* ABOUT THIS EXERCISE
Find all lines below containing the string "right" and return them.

[[ DATASET RECORDS open ]]

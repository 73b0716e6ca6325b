//! Pre-trained regressors.
//!
//! Two families are supported:
//! - `linear`: `y = X·β + intercept`
//! - `tree_ensemble`: regression trees combined by sum (boosting) or mean
//!   (bagging), offset by `base_score`
//!
//! Both return exactly one prediction per matrix row, in row order.

use nalgebra::{DMatrix, DVector};
use serde::{Deserialize, Serialize};

pub trait Model {
    /// Number of input features the model was trained on.
    fn n_features(&self) -> usize;

    /// Predict one value per row of `features`.
    fn infer(&self, features: &DMatrix<f64>) -> Result<Vec<f64>, String>;
}

#[derive(Debug, Clone, PartialEq, Serialize, Deserialize)]
pub struct LinearModel {
    pub coefficients: Vec<f64>,
    pub intercept: f64,
}

#[derive(Debug, Clone, Copy, PartialEq, Eq, Default, Serialize, Deserialize)]
#[serde(rename_all = "lowercase")]
pub enum Aggregation {
    #[default]
    Sum,
    Mean,
}

/// A tree node. Split nodes send a row left when `x[feature] < threshold`
/// or when the value is `NaN`.
#[derive(Debug, Clone, PartialEq, Serialize, Deserialize)]
#[serde(untagged)]
pub enum Node {
    Split {
        feature: usize,
        threshold: f64,
        left: usize,
        right: usize,
    },
    Leaf {
        value: f64,
    },
}

/// Flat node array; node `0` is the root.
#[derive(Debug, Clone, PartialEq, Serialize, Deserialize)]
pub struct Tree {
    pub nodes: Vec<Node>,
}

#[derive(Debug, Clone, PartialEq, Serialize, Deserialize)]
pub struct TreeEnsemble {
    pub n_features: usize,
    #[serde(default)]
    pub base_score: f64,
    #[serde(default)]
    pub aggregation: Aggregation,
    pub trees: Vec<Tree>,
}

#[derive(Debug, Clone, PartialEq, Serialize, Deserialize)]
#[serde(tag = "kind", rename_all = "snake_case")]
pub enum Regressor {
    Linear(LinearModel),
    TreeEnsemble(TreeEnsemble),
}

impl Regressor {
    pub fn kind_name(&self) -> &'static str {
        match self {
            Regressor::Linear(_) => "linear",
            Regressor::TreeEnsemble(_) => "tree_ensemble",
        }
    }

    pub fn validate(&self) -> Result<(), String> {
        match self {
            Regressor::Linear(m) => {
                if m.coefficients.is_empty() {
                    return Err("linear model has no coefficients".to_string());
                }
                Ok(())
            }
            Regressor::TreeEnsemble(e) => {
                if e.n_features == 0 {
                    return Err("tree ensemble declares zero features".to_string());
                }
                if e.trees.is_empty() {
                    return Err("tree ensemble has no trees".to_string());
                }
                for (t, tree) in e.trees.iter().enumerate() {
                    tree.validate(e.n_features)
                        .map_err(|msg| format!("tree {t}: {msg}"))?;
                }
                Ok(())
            }
        }
    }
}

impl Tree {
    /// Children must point forward so traversal always terminates.
    fn validate(&self, n_features: usize) -> Result<(), String> {
        if self.nodes.is_empty() {
            return Err("empty tree".to_string());
        }
        for (i, node) in self.nodes.iter().enumerate() {
            if let Node::Split {
                feature, left, right, ..
            } = *node
            {
                if feature >= n_features {
                    return Err(format!("node {i} splits on feature {feature} of {n_features}"));
                }
                for child in [left, right] {
                    if child <= i || child >= self.nodes.len() {
                        return Err(format!("node {i} has invalid child {child}"));
                    }
                }
            }
        }
        Ok(())
    }

    fn evaluate(&self, row: impl Fn(usize) -> f64) -> f64 {
        let mut idx = 0;
        loop {
            match self.nodes[idx] {
                Node::Leaf { value } => return value,
                Node::Split {
                    feature,
                    threshold,
                    left,
                    right,
                } => {
                    let x = row(feature);
                    idx = if x.is_nan() || x < threshold { left } else { right };
                }
            }
        }
    }
}

impl Model for Regressor {
    fn n_features(&self) -> usize {
        match self {
            Regressor::Linear(m) => m.coefficients.len(),
            Regressor::TreeEnsemble(e) => e.n_features,
        }
    }

    fn infer(&self, features: &DMatrix<f64>) -> Result<Vec<f64>, String> {
        if features.ncols() != self.n_features() {
            return Err(format!(
                "model expects {} features, prepared matrix has {}",
                self.n_features(),
                features.ncols()
            ));
        }

        match self {
            Regressor::Linear(m) => {
                // Trees route NaN left; a linear model has no such rule.
                if let Some((r, f)) = (0..features.nrows())
                    .flat_map(|r| (0..features.ncols()).map(move |f| (r, f)))
                    .find(|&(r, f)| !features[(r, f)].is_finite())
                {
                    return Err(format!(
                        "row {}: feature {f} is {} (linear model needs finite inputs)",
                        r + 1,
                        features[(r, f)]
                    ));
                }
                let beta = DVector::from_column_slice(&m.coefficients);
                let y = features * beta;
                Ok(y.iter().map(|v| v + m.intercept).collect())
            }
            Regressor::TreeEnsemble(e) => {
                let n_trees = e.trees.len() as f64;
                let out = (0..features.nrows())
                    .map(|r| {
                        let total: f64 = e.trees.iter().map(|t| t.evaluate(|f| features[(r, f)])).sum();
                        let combined = match e.aggregation {
                            Aggregation::Sum => total,
                            Aggregation::Mean => total / n_trees,
                        };
                        e.base_score + combined
                    })
                    .collect();
                Ok(out)
            }
        }
    }
}

#[cfg(test)]
mod tests {
    use super::*;

    fn stump(threshold: f64, lo: f64, hi: f64) -> Tree {
        Tree {
            nodes: vec![
                Node::Split {
                    feature: 0,
                    threshold,
                    left: 1,
                    right: 2,
                },
                Node::Leaf { value: lo },
                Node::Leaf { value: hi },
            ],
        }
    }

    #[test]
    fn linear_prediction() {
        let model = Regressor::Linear(LinearModel {
            coefficients: vec![2.0, -1.0],
            intercept: 0.5,
        });
        let x = DMatrix::from_row_slice(2, 2, &[1.0, 1.0, 3.0, 10.0]);
        assert_eq!(model.infer(&x).unwrap(), vec![1.5, -3.5]);
    }

    #[test]
    fn shape_mismatch_is_an_error() {
        let model = Regressor::Linear(LinearModel {
            coefficients: vec![1.0; 3],
            intercept: 0.0,
        });
        let err = model.infer(&DMatrix::zeros(4, 2)).unwrap_err();
        assert!(err.contains("expects 3"), "{err}");
    }

    #[test]
    fn ensemble_sum_and_mean() {
        let trees = vec![stump(0.0, 1.0, 3.0), stump(5.0, 10.0, 20.0)];
        let x = DMatrix::from_row_slice(3, 1, &[-1.0, 1.0, f64::NAN]);

        let sum = Regressor::TreeEnsemble(TreeEnsemble {
            n_features: 1,
            base_score: 100.0,
            aggregation: Aggregation::Sum,
            trees: trees.clone(),
        });
        assert_eq!(sum.infer(&x).unwrap(), vec![111.0, 113.0, 111.0]);

        let mean = Regressor::TreeEnsemble(TreeEnsemble {
            n_features: 1,
            base_score: 0.0,
            aggregation: Aggregation::Mean,
            trees,
        });
        assert_eq!(mean.infer(&x).unwrap(), vec![5.5, 6.5, 5.5]);
    }

    #[test]
    fn linear_rejects_missing_feature_values() {
        let model = Regressor::Linear(LinearModel {
            coefficients: vec![1.0, 1.0],
            intercept: 0.0,
        });
        let x = DMatrix::from_row_slice(2, 2, &[1.0, 2.0, 3.0, f64::NAN]);
        let err = model.infer(&x).unwrap_err();
        assert!(err.contains("row 2") && err.contains("feature 1"), "{err}");
    }

    #[test]
    fn negative_predictions_pass_through() {
        let model = Regressor::Linear(LinearModel {
            coefficients: vec![1.0],
            intercept: -1000.0,
        });
        let y = model.infer(&DMatrix::from_element(1, 1, 1.0)).unwrap();
        assert_eq!(y, vec![-999.0]);
    }

    #[test]
    fn validate_rejects_backward_children() {
        let tree = Tree {
            nodes: vec![
                Node::Split {
                    feature: 0,
                    threshold: 0.0,
                    left: 0,
                    right: 1,
                },
                Node::Leaf { value: 1.0 },
            ],
        };
        let model = Regressor::TreeEnsemble(TreeEnsemble {
            n_features: 1,
            base_score: 0.0,
            aggregation: Aggregation::Sum,
            trees: vec![tree],
        });
        assert!(model.validate().unwrap_err().contains("invalid child"));
    }

    #[test]
    fn untagged_nodes_deserialize() {
        let json = r#"{"kind":"tree_ensemble","n_features":1,"trees":[{"nodes":[
            {"feature":0,"threshold":2.0,"left":1,"right":2},
            {"value":-1.0},{"value":1.0}]}]}"#;
        let model: Regressor = serde_json::from_str(json).unwrap();
        assert!(model.validate().is_ok());
        assert_eq!(model.infer(&DMatrix::from_element(1, 1, 3.0)).unwrap(), vec![1.0]);
    }
}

[[ DATASET RECORDS closed ]]

* FINISHED TASK
        right: usize,
                feature, left, right, ..
                for child in [left, right] {
                    right,
                    idx = if x.is_nan() || x < threshold { left } else { right };
                    right: 2,
                    right: 1,
            {"feature":0,"threshold":2.0,"left":1,"right":2},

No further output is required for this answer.